Bootstrap VaR: This workbook uses CrystalBall2000 to produce bootstrap simulations from an inputted sample of profit/loss observations, from which a bootstrapped VaR can be inferred.

 Choleski: This workbook illustrates the Choleski decomposition of a 6x6 variance-covariance matrix.

 Component VaR: This workbook estimates the component (or decomposed) VaR using a variance-covariance approach assuming that P/L is distributed as multivariate normal, for chosen confidence level and holding period.

 Cornish-Fisher VaR and ETL: This workbook estimates VaR and expected tail loss (ETL) for near-normally distributed profit/loss, using the Cornish-Fisher adjustment for non-normality.

 ETL estimator: This workbook estimates expected tail loss (ETL) for 4 alternative distributions (normal, Student-t, lognormal, and Gumbel) of profit/loss or return.

 Gumbel VaR: This workbook estimates VaR assuming P/L is Gumbel-distributed. It estimates (and, where appropriate, plots) VaR(s) for a given confidence level and holding period, a range of confidence levels and a given holding period, a given confidence level and a range of holding periods, and ranges of both confidence level and holding period.

 Historical simulation: This workbook estimates and plots historical-simulation VaRs and ETLs for a range of confidence levels.  

Lognormal VaR: This workbook estimates VaR assuming that arithmetic returns are lognormally distributed. It estimates (and, where appropriate, plots) VaR(s) for a given confidence level and holding period, a range of confidence levels and a given holding period, a given confidence level and a range of holding periods, and ranges of both confidence level and holding period.
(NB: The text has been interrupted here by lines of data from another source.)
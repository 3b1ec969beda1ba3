use anchor_lang::prelude::*;
use anchor_spl::token::{self, Token, TokenAccount, Transfer};

use crate::error::VestingError;
use crate::state::LedgerConfig;

pub fn deposit_tokens(ctx: Context<DepositTokens>, amount: u64) -> Result<()> {
    require!(amount > 0, VestingError::InvalidAmount);

    let cfg = &ctx.accounts.ledger_config;
    require_keys_eq!(ctx.accounts.admin.key(), cfg.admin, VestingError::UnauthorizedAdmin);

    require_keys_eq!(ctx.accounts.vault.mint, cfg.mint, VestingError::InvalidTokenMint);
    require_keys_eq!(
        ctx.accounts.admin_token_account.mint,
        cfg.mint,
        VestingError::InvalidTokenMint
    );
    require_keys_eq!(
        ctx.accounts.admin_token_account.owner,
        ctx.accounts.admin.key(),
        VestingError::InvalidTokenAccount
    );

    token::transfer(
        CpiContext::new(
            ctx.accounts.token_program.to_account_info(),
            Transfer {
                from: ctx.accounts.admin_token_account.to_account_info(),
                to: ctx.accounts.vault.to_account_info(),
                authority: ctx.accounts.admin.to_account_info(),
            },
        ),
        amount,
    )?;

    ctx.accounts.vault.reload()?;

    emit!(TokensDeposited {
        admin: cfg.admin,
        amount,
        vault_balance: ctx.accounts.vault.amount,
    });

    Ok(())
}

#[derive(Accounts)]
pub struct DepositTokens<'info> {
    #[account(seeds = [b"ledger_config"], bump)]
    pub ledger_config: Account<'info, LedgerConfig>,

    #[account(
        mut,
        seeds = [b"vault", ledger_config.key().as_ref()],
        bump,
        constraint = vault.mint == ledger_config.mint @ VestingError::InvalidTokenMint,
    )]
    pub vault: Account<'info, TokenAccount>,

    #[account(mut)]
    pub admin_token_account: Account<'info, TokenAccount>,

    #[account(mut)]
    pub admin: Signer<'info>,

    pub token_program: Program<'info, Token>,
}

#[event]
pub struct TokensDeposited {
    pub admin: Pubkey,
    pub amount: u64,
    pub vault_balance: u64,
}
 Monte Carlo simulation VaR: This workbook estimates normal VaR and the VaR of a long European call option by Monte Carlo simulation.

 Normal VaR: This workbook estimates VaR assuming that P/L and/or arithmetic returns are normally distributed. It estimates VaR and ETL for a given confidence level and holding period, and estimates and plots VaRs for a range of confidence levels and a given holding period, a given confidence level and a range of holding periods, and ranges of both confidence level and holding period.
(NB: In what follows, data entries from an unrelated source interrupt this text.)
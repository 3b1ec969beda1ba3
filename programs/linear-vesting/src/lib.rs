use anchor_lang::prelude::*;

pub mod constants;
pub mod error;
pub mod instructions;
pub mod state;
pub mod utils;

use instructions::*;

declare_id!("EXsiUFfHnMyE21LpTYUdmayukThV58882gVVEwGCSLTX");

#[program]
pub mod linear_vesting {
    use super::*;

    /// Create the ledger config, recipients table, and token vault.
    pub fn initialize_ledger(ctx: Context<InitializeLedger>) -> Result<()> {
        instructions::initialize_ledger(ctx)
    }

    /// Admin funds the vault.
    pub fn deposit_tokens(ctx: Context<DepositTokens>, amount: u64) -> Result<()> {
        instructions::deposit_tokens(ctx, amount)
    }

    /// Admin registers a grant; vesting starts at the current chain time.
    pub fn add_recipient(ctx: Context<AddRecipient>, wallet: Pubkey, amount: u64) -> Result<()> {
        instructions::add_recipient(ctx, wallet, amount)
    }

    /// Recipient withdraws everything vested and not yet withdrawn.
    pub fn withdraw(ctx: Context<Withdraw>) -> Result<()> {
        instructions::withdraw(ctx)
    }

    /// Emit a vested/withdrawable/locked quote for a wallet.
    pub fn emit_vesting_quote(ctx: Context<EmitVestingQuote>, wallet: Pubkey) -> Result<()> {
        instructions::emit_vesting_quote(ctx, wallet)
    }

    /// Admin halts withdrawals (accrual continues).
    pub fn pause(ctx: Context<Pause>) -> Result<()> {
        instructions::pause(ctx)
    }

    /// Admin resumes withdrawals.
    pub fn unpause(ctx: Context<Unpause>) -> Result<()> {
        instructions::unpause(ctx)
    }

    /// Admin retrieves vault tokens in excess of outstanding obligations.
    pub fn sweep_surplus(ctx: Context<SweepSurplus>, amount: u64) -> Result<()> {
        instructions::sweep_surplus(ctx, amount)
    }
}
 Options VaR: This workbook estimates the VaR of vanilla Black-Scholes options using analytical methods.

 t VaR: This workbook estimates VaR assuming that P/L is Student-t distributed. It estimates (and, where appropriate, plots) VaR(s) for a given confidence level and holding period, a range of confidence levels and a given holding period, a given confidence level and a range of holding periods, and ranges of both confidence level and holding period.

 Variance-covariance VaR: This workbook uses a varianace-covariance approach to estimate the VaR of a portfolio assuming that returns are distributed as multivariate normal.

Backtest: This workbook computes an illustrative Kupiec backtest.